MAGE procedure
The Multiplex Automated Genome Engineering (MAGE) workflow consists of 6 steps:
1. Setting the target phenotype or genotype
A certain phenotype might be the result of a certain enzyme or gene network. You should be able to describe your desired phenotype or genotype. For example: increasing beta-carotene production using E. coli. The desired phenotype would be E. coli colony with bright orange color.
2. Identify target loci
Identify all the genes related to the desired phenotype or genotype.
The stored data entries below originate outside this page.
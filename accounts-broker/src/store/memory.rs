//! In-memory storage implementation

use std::cell::RefCell;
use std::collections::HashMap;
use std::sync::RwLock;

use super::{
    Account, AccountRepo, AccountStore, ConfirmationId, ConfirmationRequest, Purpose, StoreResult,
};
use crate::error::BrokerError;

#[derive(Debug, Clone, Default)]
struct Tables {
    accounts: HashMap<String, Account>,
    confirmations: HashMap<ConfirmationId, ConfirmationRequest>,
}

impl Tables {
    fn find_account(&self, id: &str) -> Option<Account> {
        self.accounts.get(id).cloned()
    }

    fn create_account(&mut self, account: &Account) -> StoreResult<()> {
        if self.accounts.contains_key(&account.id) {
            return Err(BrokerError::AlreadyExists);
        }
        self.accounts.insert(account.id.clone(), account.clone());
        Ok(())
    }

    fn update_account(&mut self, account: &Account) -> StoreResult<()> {
        match self.accounts.get_mut(&account.id) {
            Some(existing) => {
                *existing = account.clone();
                Ok(())
            }
            None => Err(BrokerError::NotFound),
        }
    }

    fn delete_account(&mut self, id: &str) -> StoreResult<()> {
        self.accounts
            .remove(id)
            .map(|_| ())
            .ok_or(BrokerError::NotFound)
    }

    fn find_confirmation(
        &self,
        id: &ConfirmationId,
        purpose: Purpose,
    ) -> Option<ConfirmationRequest> {
        self.confirmations
            .get(id)
            .filter(|c| c.purpose == purpose)
            .cloned()
    }

    fn create_confirmation(&mut self, request: &ConfirmationRequest) -> StoreResult<()> {
        if self.confirmations.contains_key(&request.id) {
            return Err(BrokerError::AlreadyExists);
        }
        self.confirmations.insert(request.id, request.clone());
        Ok(())
    }

    fn update_confirmation(&mut self, request: &ConfirmationRequest) -> StoreResult<()> {
        match self.confirmations.get_mut(&request.id) {
            Some(existing) => {
                *existing = request.clone();
                Ok(())
            }
            None => Err(BrokerError::NotFound),
        }
    }

    fn list_confirmations(&self, account_id: &str) -> Vec<ConfirmationRequest> {
        let mut list: Vec<_> = self
            .confirmations
            .values()
            .filter(|c| c.account_id == account_id)
            .cloned()
            .collect();
        list.sort_by_key(|c| c.created_at);
        list
    }
}

fn poisoned<E>(_: E) -> BrokerError {
    BrokerError::StoreUnavailable("in-memory store lock poisoned".to_string())
}

/// In-memory account store
pub struct InMemoryAccountStore {
    tables: RwLock<Tables>,
}

impl InMemoryAccountStore {
    pub fn new() -> Self {
        Self {
            tables: RwLock::new(Tables::default()),
        }
    }
}

impl Default for InMemoryAccountStore {
    fn default() -> Self {
        Self::new()
    }
}

impl AccountRepo for InMemoryAccountStore {
    fn find_account(&self, id: &str) -> StoreResult<Option<Account>> {
        Ok(self.tables.read().map_err(poisoned)?.find_account(id))
    }

    fn create_account(&self, account: &Account) -> StoreResult<()> {
        self.tables.write().map_err(poisoned)?.create_account(account)
    }

    fn update_account(&self, account: &Account) -> StoreResult<()> {
        self.tables.write().map_err(poisoned)?.update_account(account)
    }

    fn delete_account(&self, id: &str) -> StoreResult<()> {
        self.tables.write().map_err(poisoned)?.delete_account(id)
    }

    fn find_confirmation(
        &self,
        id: &ConfirmationId,
        purpose: Purpose,
    ) -> StoreResult<Option<ConfirmationRequest>> {
        Ok(self
            .tables
            .read()
            .map_err(poisoned)?
            .find_confirmation(id, purpose))
    }

    fn create_confirmation(&self, request: &ConfirmationRequest) -> StoreResult<()> {
        self.tables
            .write()
            .map_err(poisoned)?
            .create_confirmation(request)
    }

    fn update_confirmation(&self, request: &ConfirmationRequest) -> StoreResult<()> {
        self.tables
            .write()
            .map_err(poisoned)?
            .update_confirmation(request)
    }

    fn list_confirmations(&self, account_id: &str) -> StoreResult<Vec<ConfirmationRequest>> {
        Ok(self
            .tables
            .read()
            .map_err(poisoned)?
            .list_confirmations(account_id))
    }
}

/// Copy of the tables that a transaction writes to
struct Staged {
    tables: RefCell<Tables>,
}

impl AccountRepo for Staged {
    fn find_account(&self, id: &str) -> StoreResult<Option<Account>> {
        Ok(self.tables.borrow().find_account(id))
    }

    fn create_account(&self, account: &Account) -> StoreResult<()> {
        self.tables.borrow_mut().create_account(account)
    }

    fn update_account(&self, account: &Account) -> StoreResult<()> {
        self.tables.borrow_mut().update_account(account)
    }

    fn delete_account(&self, id: &str) -> StoreResult<()> {
        self.tables.borrow_mut().delete_account(id)
    }

    fn find_confirmation(
        &self,
        id: &ConfirmationId,
        purpose: Purpose,
    ) -> StoreResult<Option<ConfirmationRequest>> {
        Ok(self.tables.borrow().find_confirmation(id, purpose))
    }

    fn create_confirmation(&self, request: &ConfirmationRequest) -> StoreResult<()> {
        self.tables.borrow_mut().create_confirmation(request)
    }

    fn update_confirmation(&self, request: &ConfirmationRequest) -> StoreResult<()> {
        self.tables.borrow_mut().update_confirmation(request)
    }

    fn list_confirmations(&self, account_id: &str) -> StoreResult<Vec<ConfirmationRequest>> {
        Ok(self.tables.borrow().list_confirmations(account_id))
    }
}

impl AccountStore for InMemoryAccountStore {
    fn with_transaction<T, F>(&self, f: F) -> StoreResult<T>
    where
        F: FnOnce(&dyn AccountRepo) -> StoreResult<T>,
    {
        // Holding the write lock for the whole unit serializes transactions.
        // The staged copy is the full table set, so each transaction costs
        // O(rows); this store is meant for development and tests.
        let mut tables = self.tables.write().map_err(poisoned)?;
        let staged = Staged {
            tables: RefCell::new(tables.clone()),
        };

        let out = f(&staged)?;
        *tables = staged.tables.into_inner();
        Ok(out)
    }
}
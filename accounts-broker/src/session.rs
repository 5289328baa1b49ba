//! Stateless session tokens
//!
//! Tokens are signed with the process signing key and carry their own
//! expiry; nothing is stored server side. Consequently logout cannot
//! invalidate a copy of an unexpired token that a client chooses to keep:
//! it only hands the client an already-expired token to overwrite its own.
//!
//! This component never touches passwords.

use accounts_core::{SessionClaims, SigningKey};
use chrono::{DateTime, Duration, Utc};

use crate::error::BrokerError;

/// Default session length
pub const DEFAULT_SESSION_MINUTES: i64 = 30;

/// A signed token together with its subject and expiry
#[derive(Debug, Clone, PartialEq, Eq)]
pub struct IssuedToken {
    pub value: String,
    /// Account identifier; empty for revoked tokens
    pub subject: String,
    pub expires_at: DateTime<Utc>,
}

pub struct SessionManager {
    key: SigningKey,
    duration: Duration,
}

impl SessionManager {
    pub fn new(key: SigningKey, duration: Duration) -> Self {
        Self { key, duration }
    }

    pub fn duration(&self) -> Duration {
        self.duration
    }

    /// Mint a token for `subject` valid for the session duration
    pub fn issue(&self, subject: &str) -> Result<IssuedToken, BrokerError> {
        self.issue_at(subject, Utc::now())
    }

    pub fn issue_at(&self, subject: &str, now: DateTime<Utc>) -> Result<IssuedToken, BrokerError> {
        let expires_at = now.checked_add_signed(self.duration).ok_or_else(|| {
            BrokerError::Internal(format!("session expiry out of range: {}", self.duration))
        })?;
        self.sign(subject, expires_at)
    }

    /// Check a token and return its subject
    pub fn validate(&self, token: &str) -> Result<String, BrokerError> {
        self.validate_at(token, Utc::now())
    }

    pub fn validate_at(&self, token: &str, now: DateTime<Utc>) -> Result<String, BrokerError> {
        let claims = self.key.verify_at(token, now)?;
        Ok(claims.sub)
    }

    /// Validate and reissue for the same subject (sliding expiration)
    pub fn refresh(&self, token: &str) -> Result<IssuedToken, BrokerError> {
        let now = Utc::now();
        let subject = self.validate_at(token, now)?;
        self.issue_at(&subject, now)
    }

    /// Mint an already-expired token for the client to overwrite its own with
    pub fn revoke(&self) -> Result<IssuedToken, BrokerError> {
        self.sign("", DateTime::UNIX_EPOCH)
    }

    /// Who is calling, without extending the session
    pub fn extract_subject(&self, token: &str) -> Result<String, BrokerError> {
        self.validate(token)
    }

    fn sign(&self, subject: &str, expires_at: DateTime<Utc>) -> Result<IssuedToken, BrokerError> {
        let claims = SessionClaims::new(subject, expires_at);
        let value = self.key.sign(&claims)?;
        Ok(IssuedToken {
            value,
            expires_at: claims.expires_at(),
            subject: claims.sub,
        })
    }
}

#[cfg(test)]
mod tests {
    use super::*;

    fn manager() -> SessionManager {
        SessionManager::new(SigningKey::generate(), Duration::minutes(DEFAULT_SESSION_MINUTES))
    }

    #[test]
    fn test_issue_then_validate() {
        let sessions = manager();
        let before = Utc::now();
        let token = sessions.issue("a@x.com").unwrap();

        assert_eq!(sessions.validate(&token.value).unwrap(), "a@x.com");

        let lifetime = token.expires_at - before;
        assert!(lifetime <= Duration::minutes(30) + Duration::seconds(1));
        assert!(lifetime >= Duration::minutes(30) - Duration::seconds(2));
    }

    #[test]
    fn test_expired_token_rejected() {
        let sessions = manager();
        let now = Utc::now();
        let token = sessions
            .sign("a@x.com", now - Duration::seconds(1))
            .unwrap();

        assert!(matches!(
            sessions.validate_at(&token.value, now),
            Err(BrokerError::Expired)
        ));
    }

    #[test]
    fn test_other_key_rejected() {
        let sessions = manager();
        let token = manager().issue("a@x.com").unwrap();

        assert!(matches!(
            sessions.validate(&token.value),
            Err(BrokerError::InvalidSignature)
        ));
    }

    #[test]
    fn test_garbage_is_malformed() {
        let sessions = manager();
        assert!(matches!(
            sessions.validate("not-a-token"),
            Err(BrokerError::MalformedToken(_))
        ));
        assert!(matches!(
            sessions.validate("a.b.c"),
            Err(BrokerError::MalformedToken(_))
        ));
    }

    #[test]
    fn test_refresh_extends_expiry() {
        let sessions = manager();
        let now = Utc::now();
        let short = sessions.sign("a@x.com", now + Duration::minutes(1)).unwrap();

        let refreshed = sessions.refresh(&short.value).unwrap();
        assert!(refreshed.expires_at > short.expires_at);
        assert_eq!(refreshed.subject, "a@x.com");
        assert_eq!(sessions.extract_subject(&refreshed.value).unwrap(), "a@x.com");
    }

    #[test]
    fn test_refresh_rejects_expired() {
        let sessions = manager();
        let stale = sessions
            .sign("a@x.com", Utc::now() - Duration::seconds(1))
            .unwrap();

        assert!(matches!(
            sessions.refresh(&stale.value),
            Err(BrokerError::Expired)
        ));
    }

    #[test]
    fn test_unrepresentable_expiry_is_an_error() {
        let huge = Duration::try_minutes(1_000_000_000_000).unwrap();
        let sessions = SessionManager::new(SigningKey::generate(), huge);

        assert!(matches!(
            sessions.issue("a@x.com"),
            Err(BrokerError::Internal(_))
        ));
    }

    #[test]
    fn test_revoked_token_is_expired() {
        let sessions = manager();
        let revoked = sessions.revoke().unwrap();

        assert!(revoked.expires_at < Utc::now());
        assert!(matches!(
            sessions.validate(&revoked.value),
            Err(BrokerError::Expired)
        ));
    }
}
//! HTTP routes for the broker

mod account;
mod auth;
mod reset;
mod session;

use std::sync::Arc;

use axum::routing::{get, post};
use axum::Router;
use tower_cookies::CookieManagerLayer;
use tower_http::trace::TraceLayer;

use crate::notifier::Notifier;
use crate::state::AppState;
use crate::store::AccountStore;

pub use session::TOKEN_COOKIE;

/// Create the router with all routes
pub fn create_router<S, N>(state: Arc<AppState<S, N>>) -> Router
where
    S: AccountStore + 'static,
    N: Notifier + 'static,
{
    Router::new()
        .route("/api/register", post(account::register))
        .route("/api/confirm_account", post(account::confirm_account))
        .route("/api/resend_confirmation", post(account::resend_confirmation))
        .route("/api/account", get(account::get_account))
        .route("/api/account_cancel", post(account::account_cancel))
        .route("/api/request_password_reset", post(reset::request_password_reset))
        .route("/api/confirm_password_reset", post(reset::confirm_password_reset))
        .route("/api/login", post(auth::login))
        .route("/api/logout", post(auth::logout))
        .route("/api/change_password", post(auth::change_password))
        .route("/api/session", get(session::get_session))
        .layer(CookieManagerLayer::new())
        .layer(TraceLayer::new_for_http())
        .with_state(state)
}
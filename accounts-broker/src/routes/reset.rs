//! Password reset endpoints

use std::sync::Arc;

use axum::extract::State;
use axum::Json;
use serde::Deserialize;

use crate::error::BrokerError;
use crate::notifier::Notifier;
use crate::state::AppState;
use crate::store::AccountStore;

use super::account::{parse_confirmation_id, SuccessResponse};

#[derive(Deserialize)]
pub struct RequestResetRequest {
    pub email: String,
}

/// POST /api/request_password_reset
/// Mail a password-reset link
pub async fn request_password_reset<S, N>(
    State(state): State<Arc<AppState<S, N>>>,
    Json(req): Json<RequestResetRequest>,
) -> Result<Json<SuccessResponse>, BrokerError>
where
    S: AccountStore,
    N: Notifier,
{
    state.request_password_reset(&req.email)?;
    Ok(Json(SuccessResponse { success: true }))
}

#[derive(Deserialize)]
pub struct ConfirmResetRequest {
    pub id: String,
    pub pass: String,
}

/// POST /api/confirm_password_reset
pub async fn confirm_password_reset<S, N>(
    State(state): State<Arc<AppState<S, N>>>,
    Json(req): Json<ConfirmResetRequest>,
) -> Result<Json<SuccessResponse>, BrokerError>
where
    S: AccountStore,
    N: Notifier,
{
    let request_id = parse_confirmation_id(&req.id)?;
    state.redeem_password_reset(&request_id, &req.pass)?;
    Ok(Json(SuccessResponse { success: true }))
}
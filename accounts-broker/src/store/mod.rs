//! Storage abstractions for accounts and confirmation requests

pub mod memory;
pub mod models;
pub mod sqlite;

pub use memory::InMemoryAccountStore;
pub use models::*;
pub use sqlite::SqliteStore;

use crate::error::BrokerError;

/// Result type for store operations
pub type StoreResult<T> = Result<T, BrokerError>;

/// Account and confirmation persistence.
///
/// Implemented by the stores themselves (each call is its own unit of work)
/// and by the handle passed into [`AccountStore::with_transaction`].
pub trait AccountRepo {
    /// Get an account by identifier
    fn find_account(&self, id: &str) -> StoreResult<Option<Account>>;

    /// Insert a new account. Fails with `AlreadyExists` on a duplicate id.
    fn create_account(&self, account: &Account) -> StoreResult<()>;

    /// Overwrite an existing account. Fails with `NotFound` if absent.
    fn update_account(&self, account: &Account) -> StoreResult<()>;

    /// Remove an account. Its confirmation requests are kept.
    fn delete_account(&self, id: &str) -> StoreResult<()>;

    /// Get a confirmation request matching both id and purpose
    fn find_confirmation(
        &self,
        id: &ConfirmationId,
        purpose: Purpose,
    ) -> StoreResult<Option<ConfirmationRequest>>;

    /// Insert a new confirmation request
    fn create_confirmation(&self, request: &ConfirmationRequest) -> StoreResult<()>;

    /// Overwrite an existing confirmation request
    fn update_confirmation(&self, request: &ConfirmationRequest) -> StoreResult<()>;

    /// All confirmation requests of an account, oldest first
    fn list_confirmations(&self, account_id: &str) -> StoreResult<Vec<ConfirmationRequest>>;
}

/// A shared account store with transactional groups of writes
pub trait AccountStore: AccountRepo + Send + Sync {
    /// Run `f` as one atomic unit of work.
    ///
    /// Writes made through the handle become visible only if `f` returns
    /// `Ok`; on `Err` nothing is persisted. Transactions are serialized.
    fn with_transaction<T, F>(&self, f: F) -> StoreResult<T>
    where
        F: FnOnce(&dyn AccountRepo) -> StoreResult<T>;
}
There are several tools that use computational algorithms to help identify the relevant loci.
3. Design oligo
The synthetic single-stranded DNA (ssDNA) or oligonucleotides (oligo) are designed to carry the mutation. There are certain parameters in designing these oligos that should be met to achieve a high allelic replacement frequency (ARF).
4. Predict cycle time
The optimum amount of MAGE cycles should be investigated. Generally, more cycles increase the prevalence of allelic replacement and population diversity.
5. MAGE cycling
MAGE cycles involve a series of steps to allow the recombination of oligo(s) with the bacterial chromosome.
6. Screening
Bacterial cells are screened in order to check that they have the desired phenotype/genotype. For a genotype oriented project, the screening of mutant cells is performed using PCR-based methods or DNA sequencing. In the case of phenotype oriented projects, the screening is conducted by plating colonies for further morphology identification.